=== DATA PROVIDED ===

//! Integration tests for the IMAP session.
//!
//! These tests drive a [`Session`] through a scripted transport that
//! records every write, so command wire format and the absence of writes
//! can both be checked without a server.

use std::collections::VecDeque;

use chrono::Datelike;
use tidemail_imap::{Error, Flag, LoginType, Message, Result, SequenceSet, Session, TagGenerator, Transport};

/// Transport replaying canned server lines.
///
/// `{tag}` in a scripted line is replaced by the tag of the most recent
/// command written.
#[derive(Debug, Default)]
struct ScriptedTransport {
    script: VecDeque<String>,
    writes: Vec<String>,
    tag: String,
    closed: bool,
    error: String,
}

impl ScriptedTransport {
    fn new(script: &str) -> Self {
        Self {
            script: script.split_inclusive('\n').map(str::to_string).collect(),
            ..Self::default()
        }
    }

    fn writes(&self) -> Vec<&str> {
        self.writes.iter().map(String::as_str).collect()
    }
}

impl Transport for ScriptedTransport {
    async fn read_line(&mut self) -> Result<Vec<u8>> {
        match self.script.pop_front() {
            Some(line) => Ok(line.replace("{tag}", &self.tag).into_bytes()),
            None => {
                self.closed = true;
                self.error = "Connection closed".to_string();
                Err(Error::Closed)
            }
        }
    }

    async fn write(&mut self, data: &[u8]) -> Result<()> {
        let text = String::from_utf8_lossy(data).into_owned();
        // Continuation data (SASL payloads) carries no space.
        if let Some((tag, _)) = text.split_once(' ') {
            self.tag = tag.to_string();
        }
        self.writes.push(text);
        Ok(())
    }

    async fn disconnect(&mut self) {
        self.closed = true;
    }

    fn is_connected(&self) -> bool {
        !self.closed
    }

    fn error_string(&self) -> &str {
        &self.error
    }
}

/// Routes engine logs to the test output; `RUST_LOG=tidemail_imap=trace`
/// shows every line exchanged.
fn init_tracing() {
    let _ = tracing_subscriber::fmt()
        .with_env_filter(tracing_subscriber::EnvFilter::from_default_env())
        .with_test_writer()
        .try_init();
}

fn session(script: &str) -> Session<ScriptedTransport> {
    init_tracing();
    Session::with_tags(ScriptedTransport::new(script), TagGenerator::new("T"))
}

#[tokio::test]
async fn test_greeting_then_capability() {
    let transport = ScriptedTransport::new(concat!(
        "* OK [CAPABILITY IMAP4rev1] ready\r\n",
        "* CAPABILITY IMAP4rev1 AUTH=CRAM-MD5 IDLE\r\n",
        "{tag} OK CAPABILITY completed\r\n",
    ));
    let mut session = Session::from_transport(transport).await.unwrap();

    let caps = session.capability().await.unwrap();
    assert!(caps.iter().any(|cap| cap == "AUTH=CRAM-MD5"));
    assert!(session.last_tag().unwrap().starts_with("THIMAP"));
}

#[tokio::test]
async fn test_empty_search_writes_nothing() {
    let mut session = session("");

    assert!(session.search("").await.unwrap().is_empty());
    assert!(session.transport().writes().is_empty());
}

#[tokio::test]
async fn test_search_in_server_order() {
    let mut session = session("* SEARCH 2 84 882\r\n{tag} OK SEARCH completed\r\n");

    let ids = session.search("FLAGGED SINCE 1-Feb-1994").await.unwrap();
    assert_eq!(ids, vec![2, 84, 882]);
    assert_eq!(
        session.transport().writes(),
        vec!["T0000 SEARCH FLAGGED SINCE 1-Feb-1994\r\n"]
    );
}

#[tokio::test]
async fn test_set_seen_stores_by_uid() {
    let mut session = session(concat!(
        "* 7 FETCH (UID 42)\r\n",
        "{tag} OK FETCH completed\r\n",
        "* 7 FETCH (FLAGS (\\Seen) UID 42)\r\n",
        "{tag} OK STORE completed\r\n",
    ));

    session.set_flag(7, Flag::Seen, true).await.unwrap();
    assert_eq!(
        session.transport().writes(),
        vec!["T0000 FETCH 7 UID\r\n", "T0001 UID STORE 42 +flags (\\Seen)\r\n"]
    );
}

#[tokio::test]
async fn test_store_rejected() {
    let mut session = session(concat!(
        "* 7 FETCH (UID 42)\r\n",
        "{tag} OK FETCH completed\r\n",
        "{tag} NO [READ-ONLY] mailbox is read-only\r\n",
    ));

    let error = session.set_deleted(7, true).await.unwrap_err();
    assert!(matches!(error, Error::No(_)));
    assert_eq!(session.error_string(), "[READ-ONLY] mailbox is read-only");
}

#[tokio::test]
async fn test_select_then_fetch_envelopes() {
    let mut session = session(concat!(
        "* 2 EXISTS\r\n",
        "* 0 RECENT\r\n",
        "* FLAGS (\\Answered \\Flagged \\Deleted \\Seen \\Draft)\r\n",
        "{tag} OK [READ-WRITE] SELECT completed\r\n",
        "* 1 FETCH (FLAGS (\\Seen) RFC822.SIZE 512 ENVELOPE (\"01-Jan-2024 10:00:00 +0000\" \"Hello\" ((\"A\" NIL \"a\" \"x.com\")) NIL NIL ((\"A\" NIL \"a\" \"x.com\")) NIL NIL NIL NIL))\r\n",
        "* 2 FETCH (FLAGS () RFC822.SIZE 64 ENVELOPE (NIL \"=?UTF-8?Q?Caf=C3=A9?=\" NIL NIL NIL NIL NIL NIL NIL \"<id@x.com>\"))\r\n",
        "{tag} OK FETCH completed\r\n",
    ));

    let mut inbox = session.select("INBOX").await.unwrap();
    assert!(inbox.read_write);
    assert_eq!(inbox.exists, 2);

    assert_eq!(session.fetch_mailbox(&mut inbox).await.unwrap(), 2);
    assert_eq!(
        session.transport().writes(),
        vec!["T0000 SELECT INBOX\r\n", "T0001 FETCH 1:* ALL\r\n"]
    );

    let first = inbox.find_by_id(1).unwrap();
    assert!(first.flags.is_seen());
    assert_eq!(first.size, 512);
    assert_eq!(first.subject, "Hello");
    assert_eq!(first.from.as_ref().unwrap().address(), "a@x.com");
    assert_eq!(first.to[0].display_name(), Some("A"));
    assert_eq!(first.sent.unwrap().year(), 2024);

    let second = inbox.find_by_id(2).unwrap();
    assert_eq!(second.subject, "Café");
    assert_eq!(second.message_id.as_deref(), Some("id@x.com"));
    assert!(second.from.is_none());
}

#[tokio::test]
async fn test_fetch_by_sequence_set() {
    let mut session = session("* 5 FETCH (UID 50)\r\n{tag} OK done\r\n");
    let mut inbox = tidemail_imap::Mailbox::inbox();

    let added = session
        .fetch(&mut inbox, &SequenceSet::RangeFrom(5))
        .await
        .unwrap();
    assert_eq!(added, 1);
    assert_eq!(session.transport().writes(), vec!["T0000 FETCH 5:* ALL\r\n"]);
}

#[tokio::test]
async fn test_login_variants() {
    let mut plain = session("{tag} OK LOGIN completed\r\n");
    plain.login("tim", "pw", LoginType::Plain).await.unwrap();
    assert_eq!(plain.transport().writes(), vec!["T0000 LOGIN tim pw\r\n"]);

    let mut sasl = session(concat!(
        "+ VXNlcm5hbWU6\r\n",
        "+ UGFzc3dvcmQ6\r\n",
        "{tag} OK AUTHENTICATE completed\r\n",
    ));
    sasl.login("tim", "pw", LoginType::Authenticate).await.unwrap();
    assert_eq!(
        sasl.transport().writes(),
        vec!["T0000 AUTHENTICATE LOGIN\r\n", "dGlt\r\n", "cHc=\r\n"]
    );

    let mut cram = session(concat!(
        "+ PDE4OTYuNjk3MTcwOTUyQHBvc3RvZmZpY2UucmVzdG9uLm1jaS5uZXQ+\r\n",
        "{tag} OK CRAM authentication successful\r\n",
    ));
    cram.login("tim", "tanstaaftanstaaf", LoginType::CramMd5)
        .await
        .unwrap();
    assert_eq!(
        cram.transport().writes()[1],
        "dGltIGI5MTNhNjAyYzdlZGE3YTQ5NWI0ZTZlNzMzNGQzODkw\r\n"
    );
}

#[tokio::test]
async fn test_arguments_with_line_breaks_write_nothing() {
    let mut session = session("");

    let error = session
        .login("u", "pw\r\nT9 LOGOUT", LoginType::Plain)
        .await
        .unwrap_err();
    assert!(matches!(error, Error::InvalidArgument(_)));

    let error = session
        .search_subject("x\r\nT9 DELETE INBOX")
        .await
        .unwrap_err();
    assert!(matches!(error, Error::InvalidArgument(_)));

    assert!(session.select("INBOX\n").await.is_err());
    assert!(session.transport().writes().is_empty());
    assert!(session.is_connected());
}

#[tokio::test]
async fn test_login_failure_is_auth_error() {
    let mut session = session("{tag} NO [AUTHENTICATIONFAILED] Invalid credentials\r\n");

    let error = session.login("tim", "bad", LoginType::Plain).await.unwrap_err();
    assert!(matches!(error, Error::Auth(_)));
    assert_eq!(
        session.error_string(),
        "[AUTHENTICATIONFAILED] Invalid credentials"
    );
}

#[tokio::test]
async fn test_body_part_out_of_range_writes_nothing() {
    let mut session = session("");
    let mut message = Message::with_id(3);

    let error = session.fetch_body_part(&mut message, 0).await.unwrap_err();
    assert!(matches!(error, Error::InvalidArgument(_)));
    assert!(session.transport().writes().is_empty());
}

#[tokio::test]
async fn test_body_part_base64_literal() {
    let mut session = session(concat!(
        "* 3 FETCH (BODYSTRUCTURE (\"TEXT\" \"PLAIN\" (\"CHARSET\" \"UTF-8\") NIL NIL \"BASE64\" 20 2))\r\n",
        "{tag} OK FETCH completed\r\n",
        "* 3 FETCH (BODY[1] {20}\r\n",
        "SGVsbG8s\r\n",
        "IHdvcmxk\r\n",
        ")\r\n",
        "{tag} OK FETCH completed\r\n",
    ));
    let mut message = Message::with_id(3);

    session.fetch_body_structure(&mut message).await.unwrap();
    assert_eq!(message.text_part_index(), Some(0));

    session.fetch_body_part(&mut message, 0).await.unwrap();
    assert_eq!(
        session.transport().writes(),
        vec!["T0000 FETCH 3 BODYSTRUCTURE\r\n", "T0001 FETCH 3 BODY[1]\r\n"]
    );
    let part = message.text_part().unwrap();
    assert_eq!(part.decoded_data().unwrap(), b"Hello, world");
}

#[tokio::test]
async fn test_transport_failure_reports_transport_text() {
    let mut session = session("");

    let error = session.expunge().await.unwrap_err();
    assert!(matches!(error, Error::Closed));
    assert_eq!(session.error_string(), "Connection closed");
    assert!(!session.is_connected());
}
//! Content-Transfer-Encoding handling for fetched body parts.

use std::fmt;

use crate::encoding::{decode_base64, decode_quoted_printable};
use crate::error::Result;

/// Platform line separator used when re-joining body lines.
#[cfg(windows)]
pub const NEWLINE: &str = "\r\n";
/// Platform line separator used when re-joining body lines.
#[cfg(not(windows))]
pub const NEWLINE: &str = "\n";

/// Content transfer encoding of a body part.
#[derive(Debug, Clone, Copy, PartialEq, Eq, Hash, Default)]
#[cfg_attr(feature = "serde", derive(serde::Serialize, serde::Deserialize))]
pub enum TransferEncoding {
    /// No transfer encoding (`BINARY`).
    None,
    /// Unrecognised token.
    #[default]
    Unknown,
    /// 7-bit text (`7BIT`).
    Utf7,
    /// 8-bit text (`8BIT`).
    Utf8,
    /// Base64 (`BASE64`).
    Base64,
    /// Quoted-Printable (`QUOTED-PRINTABLE`).
    QuotedPrintable,
}

impl TransferEncoding {
    /// Parses a transfer-encoding token, case-insensitively.
    ///
    /// Surrounding whitespace and quotes are ignored. Anything that is not
    /// exactly one of the known tokens maps to [`TransferEncoding::Unknown`].
    #[must_use]
    pub fn parse(token: &str) -> Self {
        let token = token.trim().trim_matches('"').to_ascii_uppercase();
        match token.as_str() {
            "7BIT" => Self::Utf7,
            "8BIT" => Self::Utf8,
            "BASE64" => Self::Base64,
            "BINARY" => Self::None,
            "QUOTED-PRINTABLE" => Self::QuotedPrintable,
            _ => Self::Unknown,
        }
    }

    /// Returns the wire token for this encoding.
    #[must_use]
    pub const fn as_str(self) -> &'static str {
        match self {
            Self::None => "BINARY",
            Self::Unknown => "UNKNOWN",
            Self::Utf7 => "7BIT",
            Self::Utf8 => "8BIT",
            Self::Base64 => "BASE64",
            Self::QuotedPrintable => "QUOTED-PRINTABLE",
        }
    }
}

impl fmt::Display for TransferEncoding {
    fn fmt(&self, f: &mut fmt::Formatter<'_>) -> fmt::Result {
        f.write_str(self.as_str())
    }
}

/// Re-joins raw body lines according to the transfer encoding.
///
/// Line terminators are stripped from every line first. Base64 lines are
/// concatenated. Quoted-printable lines ending in a soft break (`=`) are
/// joined to the next line without a separator, other lines get [`NEWLINE`].
/// Every other encoding joins lines with [`NEWLINE`].
#[must_use]
pub fn join_lines<I>(lines: I, encoding: TransferEncoding) -> Vec<u8>
where
    I: IntoIterator,
    I::Item: AsRef<[u8]>,
{
    let mut joined = Vec::new();

    for line in lines {
        let line = trim_line_ending(line.as_ref());
        match encoding {
            TransferEncoding::Base64 => joined.extend_from_slice(line),
            TransferEncoding::QuotedPrintable => match line.split_last() {
                Some((b'=', head)) => joined.extend_from_slice(head),
                _ => {
                    joined.extend_from_slice(line);
                    joined.extend_from_slice(NEWLINE.as_bytes());
                }
            },
            _ => {
                joined.extend_from_slice(line);
                joined.extend_from_slice(NEWLINE.as_bytes());
            }
        }
    }

    joined
}

/// Splits data into lines, keeping each line's terminator.
pub fn split_lines(data: &[u8]) -> impl Iterator<Item = &[u8]> {
    data.split_inclusive(|&b| b == b'\n')
}

/// Removes the FETCH response's closing parenthesis from line-collected data.
///
/// Only a trailing `)` that has no matching `(` in the data is removed, so
/// content that legitimately ends in a balanced parenthesis is kept.
#[must_use]
pub fn strip_fetch_framing(data: &[u8]) -> &[u8] {
    let trimmed = data.trim_ascii_end();
    let Some((b')', head)) = trimmed.split_last() else {
        return data;
    };

    let opened = trimmed.iter().filter(|&&b| b == b'(').count();
    let closed = trimmed.iter().filter(|&&b| b == b')').count();
    if closed > opened {
        head.trim_ascii_end()
    } else {
        data
    }
}

/// Decodes joined body data to its final bytes.
///
/// Base64 and quoted-printable content are decoded, every other encoding is
/// returned unchanged.
///
/// # Errors
///
/// Returns an error if base64 content is malformed.
pub fn decode_body(data: &[u8], encoding: TransferEncoding) -> Result<Vec<u8>> {
    match encoding {
        TransferEncoding::Base64 => decode_base64(&String::from_utf8_lossy(data)),
        TransferEncoding::QuotedPrintable => Ok(decode_quoted_printable(data)),
        _ => Ok(data.to_vec()),
    }
}

fn trim_line_ending(line: &[u8]) -> &[u8] {
    let line = line.strip_suffix(b"\n").unwrap_or(line);
    line.strip_suffix(b"\r").unwrap_or(line)
}

#[cfg(test)]
#[allow(clippy::unwrap_used, clippy::redundant_clone, clippy::manual_string_new, clippy::needless_collect, clippy::unreadable_literal, clippy::used_underscore_items, clippy::similar_names)]
mod tests {
    use super::*;

    #[test]
    fn test_parse_known_tokens() {
        assert_eq!(TransferEncoding::parse("BASE64"), TransferEncoding::Base64);
        assert_eq!(TransferEncoding::parse("7BIT"), TransferEncoding::Utf7);
        assert_eq!(TransferEncoding::parse("8bit"), TransferEncoding::Utf8);
        assert_eq!(TransferEncoding::parse("binary"), TransferEncoding::None);
        assert_eq!(
            TransferEncoding::parse("\"Quoted-Printable\""),
            TransferEncoding::QuotedPrintable
        );
    }

    #[test]
    fn test_parse_unknown_tokens() {
        assert_eq!(TransferEncoding::parse("X-UUENCODE"), TransferEncoding::Unknown);
        assert_eq!(TransferEncoding::parse("8BITMIME"), TransferEncoding::Unknown);
        assert_eq!(TransferEncoding::parse(""), TransferEncoding::Unknown);
    }

    #[test]
    fn test_join_base64_lines() {
        let lines = ["SGVsbG8s\r\n", "IFdvcmxkIQ==\r\n"];
        assert_eq!(
            join_lines(lines, TransferEncoding::Base64),
            b"SGVsbG8sIFdvcmxkIQ=="
        );
    }

    #[test]
    fn test_join_quoted_printable_soft_breaks() {
        let lines = ["long =\r\n", "line\r\n", "next (1)\r\n"];
        let expected = format!("long line{NEWLINE}next (1){NEWLINE}");
        assert_eq!(
            join_lines(lines, TransferEncoding::QuotedPrintable),
            expected.as_bytes()
        );
    }

    #[test]
    fn test_join_plain_lines() {
        let expected = format!("one{NEWLINE}two{NEWLINE}");
        assert_eq!(
            join_lines(split_lines(b"one\r\ntwo\r\n"), TransferEncoding::Utf7),
            expected.as_bytes()
        );
    }

    #[test]
    fn test_split_lines_keeps_unterminated_tail() {
        let lines: Vec<&[u8]> = split_lines(b"a\r\nb").collect();
        assert_eq!(lines, vec![&b"a\r\n"[..], &b"b"[..]]);
    }

    #[test]
    fn test_strip_fetch_framing() {
        assert_eq!(strip_fetch_framing(b"hello\n)\n"), b"hello");
        assert_eq!(strip_fetch_framing(b"(balanced)"), b"(balanced)");
        assert_eq!(strip_fetch_framing(b"no paren"), b"no paren");
    }

    #[test]
    fn test_decode_body_base64() {
        let joined = join_lines(split_lines(b"SGVsbG8s\r\nIFdvcmxkIQ==\r\n"), TransferEncoding::Base64);
        let decoded = decode_body(&joined, TransferEncoding::Base64).unwrap();
        assert_eq!(decoded, b"Hello, World!");
    }

    #[test]
    fn test_decode_body_quoted_printable() {
        let joined = join_lines(
            split_lines(b"Caf=C3=A9 =\r\nau lait\r\n"),
            TransferEncoding::QuotedPrintable,
        );
        let decoded = decode_body(&joined, TransferEncoding::QuotedPrintable).unwrap();
        let expected = format!("Café au lait{NEWLINE}");
        assert_eq!(decoded, expected.as_bytes());
    }

    #[test]
    fn test_decode_body_plain_unchanged() {
        let decoded = decode_body(b"as is=20", TransferEncoding::Utf8).unwrap();
        assert_eq!(decoded, b"as is=20");
    }

    #[test]
    fn test_decode_body_bad_base64() {
        assert!(decode_body(b"@@@", TransferEncoding::Base64).is_err());
    }
}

===

[PROBLEM DESCRIPTION]: Quote the records from their first line to the line with "without a server.", inclusive, without adding or dropping anything.

[RESULT]:
//! Integration tests for the IMAP session.
//!
//! These tests drive a [`Session`] through a scripted transport that
//! records every write, so command wire format and the absence of writes
//! can both be checked without a server.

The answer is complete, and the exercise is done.